SECURITY: Fix variable usage in ApiQueryUserContributions

$from was being used instead of $fromName in the handling for
ucuserprefix, causing broken SQL.

Bug: T190507
Change-Id: I0759637ea5f35853271167ca0aaaabd3b7ab69f9
---

diff --git a/includes/api/ApiQueryUserContributions.php b/includes/api/ApiQueryUserContributions.php
index bb4a2ef07e..816c56c160 100644
--- a/includes/api/ApiQueryUserContributions.php
+++ b/includes/api/ApiQueryUserContributions.php
@@ -82,19 +82,20 @@ class ApiQueryContributions extends ApiQueryBase {
 			$userIter = call_user_func( function () use ( $dbSecondary, $sort, $op, $fname ) {
 				global $wgActorTableSchemaMigrationStage;
 
-				$from = $fromName = false;
+				$fromName = false;
 				if ( !is_null( $this->params['continue'] ) ) {
 					$continue = explode( '|', $this->params['continue'] );
 					$this->dieContinueUsageIf( count( $continue ) != 4 );
 					$this->dieContinueUsageIf( $continue[0] !== 'name' );
 					$fromName = $continue[1];
-					$from = "$op= " . $dbSecondary->addQuotes( $fromName );
 				}
 				$like = $dbSecondary->buildLike( $this->params['userprefix'], $dbSecondary->anyString() );
 
 				$limit = 501;
 
 				do {
+					$from = $fromName ? "$op= " . $dbSecondary->addQuotes( $fromName ) : false;
+
 					// For the new schema, pull from the actor table.
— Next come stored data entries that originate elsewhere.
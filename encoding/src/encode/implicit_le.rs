//! Implicit VR Little Endian syntax transfer implementation

use crate::encode::basic::LittleEndianBasicEncoder;
use crate::encode::{BasicEncode, Encode, Result, WriteHeaderSnafu, WriteTagSnafu};
use byteordered::byteorder::{ByteOrder, LittleEndian};
use byteordered::Endianness;
use dicom_dict_core::{Tag, VR};
use snafu::ResultExt;
use std::io::{self, Write};

/// A concrete encoder for the transfer syntax ImplicitVRLittleEndian
#[derive(Debug, Default, Clone)]
pub struct ImplicitVRLittleEndianEncoder {
    basic: LittleEndianBasicEncoder,
}

impl BasicEncode for ImplicitVRLittleEndianEncoder {
    fn endianness(&self) -> Endianness {
        Endianness::Little
    }

    fn encode_us<S>(&self, to: S, value: u16) -> io::Result<()>
    where
        S: Write,
    {
        self.basic.encode_us(to, value)
    }

    fn encode_ul<S>(&self, to: S, value: u32) -> io::Result<()>
    where
        S: Write,
    {
        self.basic.encode_ul(to, value)
    }

    fn encode_uv<S>(&self, to: S, value: u64) -> io::Result<()>
    where
        S: Write,
    {
        self.basic.encode_uv(to, value)
    }

    fn encode_ss<S>(&self, to: S, value: i16) -> io::Result<()>
    where
        S: Write,
    {
        self.basic.encode_ss(to, value)
    }

    fn encode_sl<S>(&self, to: S, value: i32) -> io::Result<()>
    where
        S: Write,
    {
        self.basic.encode_sl(to, value)
    }

    fn encode_sv<S>(&self, to: S, value: i64) -> io::Result<()>
    where
        S: Write,
    {
        self.basic.encode_sv(to, value)
    }

    fn encode_fl<S>(&self, to: S, value: f32) -> io::Result<()>
    where
        S: Write,
    {
        self.basic.encode_fl(to, value)
    }

    fn encode_fd<S>(&self, to: S, value: f64) -> io::Result<()>
    where
        S: Write,
    {
        self.basic.encode_fd(to, value)
    }
}

impl Encode for ImplicitVRLittleEndianEncoder {
    fn explicit_vr(&self) -> bool {
        false
    }

    fn encode_tag<W>(&self, mut to: W, tag: Tag) -> Result<()>
    where
        W: Write,
    {
        let mut buf = [0u8; 4];
        LittleEndian::write_u16(&mut buf[..], tag.group());
        LittleEndian::write_u16(&mut buf[2..], tag.element());
        to.write_all(&buf).context(WriteTagSnafu)
    }

    fn encode_element_header<W>(&self, mut to: W, tag: Tag, _vr: VR, len: u32) -> Result<usize>
    where
        W: Write,
    {
        let mut buf = [0u8; 8];
        LittleEndian::write_u16(&mut buf[0..], tag.group());
        LittleEndian::write_u16(&mut buf[2..], tag.element());
        LittleEndian::write_u32(&mut buf[4..], len);
        to.write_all(&buf).context(WriteHeaderSnafu)?;
        Ok(8)
    }
}
//! Encoding of attribute values into their binary form,
//! according to the attribute's value representation.
use crate::encode::{
    BasicEncode, IncompatibleValueSnafu, Result, ValueOutOfRangeSnafu, WriteValueSnafu,
};
use dicom_dict_core::{Element, Tag, Value, VR};
use snafu::{OptionExt, ResultExt};

/// Encode the value of a non-sequence attribute,
/// padded to an even length.
///
/// Absent and empty values result in an empty byte vector.
pub(crate) fn encode_value<E>(encoder: &E, tag: Tag, vr: VR, value: Option<&Value>) -> Result<Vec<u8>>
where
    E: BasicEncode,
{
    let mut out = match value {
        None => return Ok(Vec::new()),
        Some(value) if value.is_empty() => return Ok(Vec::new()),
        Some(Value::Bulk(bytes)) => bytes.clone(),
        Some(Value::Str(s)) => encode_elements(encoder, tag, vr, std::slice::from_ref(&Element::Str(s.clone())))?,
        Some(Value::Seq(elements)) => encode_elements(encoder, tag, vr, elements)?,
    };

    if out.len() % 2 == 1 {
        out.push(vr.padding());
    }
    Ok(out)
}

fn encode_elements<E>(encoder: &E, tag: Tag, vr: VR, elements: &[Element]) -> Result<Vec<u8>>
where
    E: BasicEncode,
{
    if vr.is_textual() {
        return encode_text(tag, vr, elements);
    }

    let mut out = Vec::new();
    for element in elements {
        // pre-encoded payloads are written as is
        if let Element::Bytes(bytes) = element {
            out.extend_from_slice(bytes);
            continue;
        }

        let written = match vr {
            VR::US | VR::OW => {
                let v = integer_as::<u16>(tag, vr, element)?;
                encoder.encode_us(&mut out, v)
            }
            VR::SS => {
                let v = integer_as::<i16>(tag, vr, element)?;
                encoder.encode_ss(&mut out, v)
            }
            VR::UL | VR::OL => {
                let v = integer_as::<u32>(tag, vr, element)?;
                encoder.encode_ul(&mut out, v)
            }
            VR::SL => {
                let v = integer_as::<i32>(tag, vr, element)?;
                encoder.encode_sl(&mut out, v)
            }
            VR::UV | VR::OV => {
                let v = integer_as::<u64>(tag, vr, element)?;
                encoder.encode_uv(&mut out, v)
            }
            VR::SV => {
                let v = integer(tag, vr, element)?;
                encoder.encode_sv(&mut out, v)
            }
            VR::FL | VR::OF => {
                let v = float(tag, vr, element)?;
                let single = v as f32;
                if v.is_finite() && !single.is_finite() {
                    return ValueOutOfRangeSnafu {
                        tag,
                        vr,
                        value: v.to_string(),
                    }
                    .fail();
                }
                encoder.encode_fl(&mut out, single)
            }
            VR::FD | VR::OD => {
                let v = float(tag, vr, element)?;
                encoder.encode_fd(&mut out, v)
            }
            VR::OB | VR::UN => {
                let v = integer_as::<u8>(tag, vr, element)?;
                out.push(v);
                Ok(())
            }
            VR::AT => {
                let t = attribute_tag(tag, vr, element)?;
                encoder
                    .encode_us(&mut out, t.group())
                    .and_then(|_| encoder.encode_us(&mut out, t.element()))
            }
            _ => {
                return IncompatibleValueSnafu {
                    tag,
                    vr,
                    found: kind_of(element),
                }
                .fail()
            }
        };
        written.context(WriteValueSnafu { tag })?;
    }
    Ok(out)
}

/// Join the textual form of each element with a backslash.
fn encode_text(tag: Tag, vr: VR, elements: &[Element]) -> Result<Vec<u8>> {
    let mut out = Vec::new();
    for (i, element) in elements.iter().enumerate() {
        if i > 0 {
            out.push(b'\\');
        }
        let text = element.to_str().context(IncompatibleValueSnafu {
            tag,
            vr,
            found: kind_of(element),
        })?;
        out.extend_from_slice(text.as_bytes());
    }
    Ok(out)
}

fn kind_of(element: &Element) -> String {
    match element {
        Element::Str(_) => "a string",
        Element::Int(_) => "an integer",
        Element::Float(_) => "a floating point number",
        Element::Bytes(_) => "a byte payload",
        Element::Item(_) => "a sequence item",
    }
    .to_string()
}

fn integer(tag: Tag, vr: VR, element: &Element) -> Result<i64> {
    let incompatible = || IncompatibleValueSnafu {
        tag,
        vr,
        found: kind_of(element),
    };
    match element {
        Element::Int(i) => Ok(*i),
        Element::Float(f) if f.is_finite() && f.fract() == 0. => {
            if *f < i64::MIN as f64 || *f >= i64::MAX as f64 {
                return ValueOutOfRangeSnafu {
                    tag,
                    vr,
                    value: f.to_string(),
                }
                .fail();
            }
            Ok(*f as i64)
        }
        Element::Str(s) => s.trim().parse().ok().context(incompatible()),
        _ => incompatible().fail(),
    }
}

fn integer_as<T>(tag: Tag, vr: VR, element: &Element) -> Result<T>
where
    T: TryFrom<i64>,
{
    let v = integer(tag, vr, element)?;
    T::try_from(v).ok().context(ValueOutOfRangeSnafu {
        tag,
        vr,
        value: v.to_string(),
    })
}

fn float(tag: Tag, vr: VR, element: &Element) -> Result<f64> {
    let incompatible = || IncompatibleValueSnafu {
        tag,
        vr,
        found: kind_of(element),
    };
    match element {
        Element::Float(f) => Ok(*f),
        Element::Int(i) => Ok(*i as f64),
        Element::Str(s) => s.trim().parse().ok().context(incompatible()),
        _ => incompatible().fail(),
    }
}

/// Attribute tag values are given either as tag text or as a packed integer.
fn attribute_tag(tag: Tag, vr: VR, element: &Element) -> Result<Tag> {
    match element {
        Element::Str(s) => s.parse().ok().context(IncompatibleValueSnafu {
            tag,
            vr,
            found: format!("string `{}`", s),
        }),
        _ => integer_as::<u32>(tag, vr, element).map(Tag::from),
    }
}
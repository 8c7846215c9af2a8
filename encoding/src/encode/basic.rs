//! This module provides implementations for basic encoders: little endian and big endian.

use super::BasicEncode;
use byteordered::{ByteOrdered, Endianness};
use std::io::Write;

type Result<T> = std::io::Result<T>;

/// A basic encoder of primitive elements in little endian.
#[derive(Debug, Default, Clone, PartialEq)]
pub struct LittleEndianBasicEncoder;

impl BasicEncode for LittleEndianBasicEncoder {
    fn endianness(&self) -> Endianness {
        Endianness::Little
    }

    fn encode_us<S>(&self, to: S, value: u16) -> Result<()>
    where
        S: Write,
    {
        ByteOrdered::le(to).write_u16(value)?;
        Ok(())
    }

    fn encode_ul<S>(&self, to: S, value: u32) -> Result<()>
    where
        S: Write,
    {
        ByteOrdered::le(to).write_u32(value)?;
        Ok(())
    }

    fn encode_uv<S>(&self, to: S, value: u64) -> Result<()>
    where
        S: Write,
    {
        ByteOrdered::le(to).write_u64(value)?;
        Ok(())
    }

    fn encode_ss<S>(&self, to: S, value: i16) -> Result<()>
    where
        S: Write,
    {
        ByteOrdered::le(to).write_i16(value)?;
        Ok(())
    }

    fn encode_sl<S>(&self, to: S, value: i32) -> Result<()>
    where
        S: Write,
    {
        ByteOrdered::le(to).write_i32(value)?;
        Ok(())
    }

    fn encode_sv<S>(&self, to: S, value: i64) -> Result<()>
    where
        S: Write,
    {
        ByteOrdered::le(to).write_i64(value)?;
        Ok(())
    }

    fn encode_fl<S>(&self, to: S, value: f32) -> Result<()>
    where
        S: Write,
    {
        ByteOrdered::le(to).write_f32(value)?;
        Ok(())
    }

    fn encode_fd<S>(&self, to: S, value: f64) -> Result<()>
    where
        S: Write,
    {
        ByteOrdered::le(to).write_f64(value)?;
        Ok(())
    }
}

/// A basic encoder of DICOM primitive elements in big endian.
#[derive(Debug, Default, Clone, PartialEq)]
pub struct BigEndianBasicEncoder;

impl BasicEncode for BigEndianBasicEncoder {
    fn endianness(&self) -> Endianness {
        Endianness::Big
    }

    fn encode_us<S>(&self, to: S, value: u16) -> Result<()>
    where
        S: Write,
    {
        ByteOrdered::be(to).write_u16(value)?;
        Ok(())
    }

    fn encode_ul<S>(&self, to: S, value: u32) -> Result<()>
    where
        S: Write,
    {
        ByteOrdered::be(to).write_u32(value)?;
        Ok(())
    }

    fn encode_uv<S>(&self, to: S, value: u64) -> Result<()>
    where
        S: Write,
    {
        ByteOrdered::be(to).write_u64(value)?;
        Ok(())
    }

    fn encode_ss<S>(&self, to: S, value: i16) -> Result<()>
    where
        S: Write,
    {
        ByteOrdered::be(to).write_i16(value)?;
        Ok(())
    }

    fn encode_sl<S>(&self, to: S, value: i32) -> Result<()>
    where
        S: Write,
    {
        ByteOrdered::be(to).write_i32(value)?;
        Ok(())
    }

    fn encode_sv<S>(&self, to: S, value: i64) -> Result<()>
    where
        S: Write,
    {
        ByteOrdered::be(to).write_i64(value)?;
        Ok(())
    }

    fn encode_fl<S>(&self, to: S, value: f32) -> Result<()>
    where
        S: Write,
    {
        ByteOrdered::be(to).write_f32(value)?;
        Ok(())
    }

    fn encode_fd<S>(&self, to: S, value: f64) -> Result<()>
    where
        S: Write,
    {
        ByteOrdered::be(to).write_f64(value)?;
        Ok(())
    }
}
//! The data element encoder:
//! serializes attribute maps and single attributes into a [`ByteStream`]
//! under a transfer syntax selected by its UID.
//!
//! Attributes are written in ascending tag order.
//! Sequence attributes (`SQ`) are written with undefined length,
//! each item closed by an item delimiter
//! and the sequence closed by a sequence delimiter.
use crate::encode::explicit_be::ExplicitVRBigEndianEncoder;
use crate::encode::explicit_le::ExplicitVRLittleEndianEncoder;
use crate::encode::implicit_le::ImplicitVRLittleEndianEncoder;
use crate::encode::primitive_value::encode_value;
use crate::encode::{
    Encode, IncompatibleValueSnafu, Result, UnsupportedTransferSyntaxSnafu, ValueTooLongSnafu,
    WriteValueSnafu, UNDEFINED_LENGTH,
};
use crate::stream::ByteStream;
use crate::transfer_syntax::{self, TransferSyntax};
use byteordered::Endianness;
use dicom_dict_core::{AttributeMap, Element, Tag, Value, VR};
use snafu::{ensure, OptionExt, ResultExt};
use std::io::Write;

/// Resolve the concrete encoder of a transfer syntax once,
/// then evaluate the expression with it bound to `$e`.
macro_rules! with_encoder {
    ($ts: expr, |$e: ident| $f: expr) => {
        match ($ts.explicit_vr(), $ts.endianness()) {
            (true, Endianness::Little) => {
                let $e = ExplicitVRLittleEndianEncoder::default();
                $f
            }
            (true, Endianness::Big) => {
                let $e = ExplicitVRBigEndianEncoder::default();
                $f
            }
            (false, Endianness::Little) => {
                let $e = ImplicitVRLittleEndianEncoder::default();
                $f
            }
            (false, Endianness::Big) => UnsupportedTransferSyntaxSnafu { uid: $ts.uid() }.fail(),
        }
    };
}

fn resolve(uid: &str) -> Result<&'static TransferSyntax> {
    transfer_syntax::get(uid).context(UnsupportedTransferSyntaxSnafu { uid })
}

/// Encode every attribute of `map` into `to`,
/// following the transfer syntax identified by `ts_uid`.
///
/// Under the deflated explicit VR little endian transfer syntax,
/// the encoded data set is compressed before it is appended
/// (requires the `deflate` feature).
pub fn write(map: &AttributeMap, to: &mut ByteStream, ts_uid: &str) -> Result<()> {
    let ts = resolve(ts_uid)?;
    tracing::debug!(
        "Encoding {} attributes in {}",
        map.len(),
        ts.name()
    );
    if ts.deflated() {
        return write_deflated(map, to, ts);
    }
    with_encoder!(ts, |enc| write_data_set(&enc, map, to))
}

/// Encode exactly one attribute into `to`,
/// following the transfer syntax identified by `ts_uid`.
///
/// The attribute is never deflated,
/// even if the transfer syntax is a deflated one.
pub fn write_tag_object(
    to: &mut ByteStream,
    tag: Tag,
    vr: VR,
    value: &Value,
    ts_uid: &str,
) -> Result<()> {
    let ts = resolve(ts_uid)?;
    with_encoder!(ts, |enc| write_attribute(&enc, to, tag, vr, Some(value)))
}

fn write_data_set<E, W>(enc: &E, map: &AttributeMap, to: &mut W) -> Result<()>
where
    E: Encode,
    W: Write,
{
    for (tag, attribute) in map {
        write_attribute(enc, to, *tag, attribute.vr, attribute.value.as_ref())?;
    }
    Ok(())
}

fn write_attribute<E, W>(enc: &E, to: &mut W, tag: Tag, vr: VR, value: Option<&Value>) -> Result<()>
where
    E: Encode,
    W: Write,
{
    if vr == VR::SQ {
        return write_sequence(enc, to, tag, value);
    }

    let bytes = encode_value(enc, tag, vr, value)?;
    let max: usize = if enc.explicit_vr() && vr.has_short_length() {
        0xFFFE
    } else {
        0xFFFF_FFFE
    };
    ensure!(
        bytes.len() <= max,
        ValueTooLongSnafu {
            tag,
            vr,
            len: bytes.len(),
            max,
        }
    );
    enc.encode_element_header(&mut *to, tag, vr, bytes.len() as u32)?;
    to.write_all(&bytes).context(WriteValueSnafu { tag })
}

fn write_sequence<E, W>(enc: &E, to: &mut W, tag: Tag, value: Option<&Value>) -> Result<()>
where
    E: Encode,
    W: Write,
{
    let items: &[Element] = match value {
        None => &[],
        Some(Value::Seq(items)) => items,
        Some(value) if value.is_empty() => &[],
        Some(Value::Str(_)) => {
            return IncompatibleValueSnafu {
                tag,
                vr: VR::SQ,
                found: "a string",
            }
            .fail()
        }
        Some(Value::Bulk(_)) => {
            return IncompatibleValueSnafu {
                tag,
                vr: VR::SQ,
                found: "a byte payload",
            }
            .fail()
        }
    };

    if items.is_empty() {
        enc.encode_element_header(&mut *to, tag, VR::SQ, 0)?;
        return Ok(());
    }

    enc.encode_element_header(&mut *to, tag, VR::SQ, UNDEFINED_LENGTH)?;
    for item in items {
        let Element::Item(item) = item else {
            return IncompatibleValueSnafu {
                tag,
                vr: VR::SQ,
                found: item.to_string(),
            }
            .fail();
        };
        enc.encode_item_header(&mut *to, UNDEFINED_LENGTH)?;
        write_data_set(enc, item, to)?;
        enc.encode_item_delimiter(&mut *to)?;
    }
    enc.encode_sequence_delimiter(&mut *to)
}

#[cfg(feature = "deflate")]
fn write_deflated(map: &AttributeMap, to: &mut ByteStream, _ts: &TransferSyntax) -> Result<()> {
    use crate::encode::{DeflateSnafu, WriteBytesSnafu};
    use flate2::{write::DeflateEncoder, Compression};

    let mut plain = ByteStream::new();
    write_data_set(&ExplicitVRLittleEndianEncoder::default(), map, &mut plain)?;

    let mut deflater = DeflateEncoder::new(Vec::new(), Compression::default());
    deflater.write_all(plain.as_bytes()).context(DeflateSnafu)?;
    let mut deflated = deflater.finish().context(DeflateSnafu)?;
    // PS3.5 A.5: an odd length deflated stream is padded with a null byte
    if deflated.len() % 2 == 1 {
        deflated.push(0);
    }
    to.write_all(&deflated).context(WriteBytesSnafu)
}

#[cfg(not(feature = "deflate"))]
fn write_deflated(_map: &AttributeMap, _to: &mut ByteStream, ts: &TransferSyntax) -> Result<()> {
    tracing::warn!("Support for deflated data sets requires the `deflate` feature");
    UnsupportedTransferSyntaxSnafu { uid: ts.uid() }.fail()
}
For the
 					// old, pull from rev_user. For migration a FULL [OUTER]
 					// JOIN would be what we want, except MySQL doesn't support
@@ -158,15 +159,15 @@ class ApiQueryContributions extends ApiQueryBase {
 					}
 
 					$count = 0;
-					$from = null;
+					$fromName = false;
 					foreach ( $res as $row ) {
 						if ( ++$count >= $limit ) {
-							$from = $row->user_name;
+							$fromName = $row->user_name;
 							break;
 						}
 						yield User::newFromRow( $row );
 					}
-				} while ( $from !== null );
+				} while ( $fromName !== false );
 			} );
 			// Do the actual sorting client-side, because otherwise
 			// prepareQuery might try to sort by actor and confuse everything.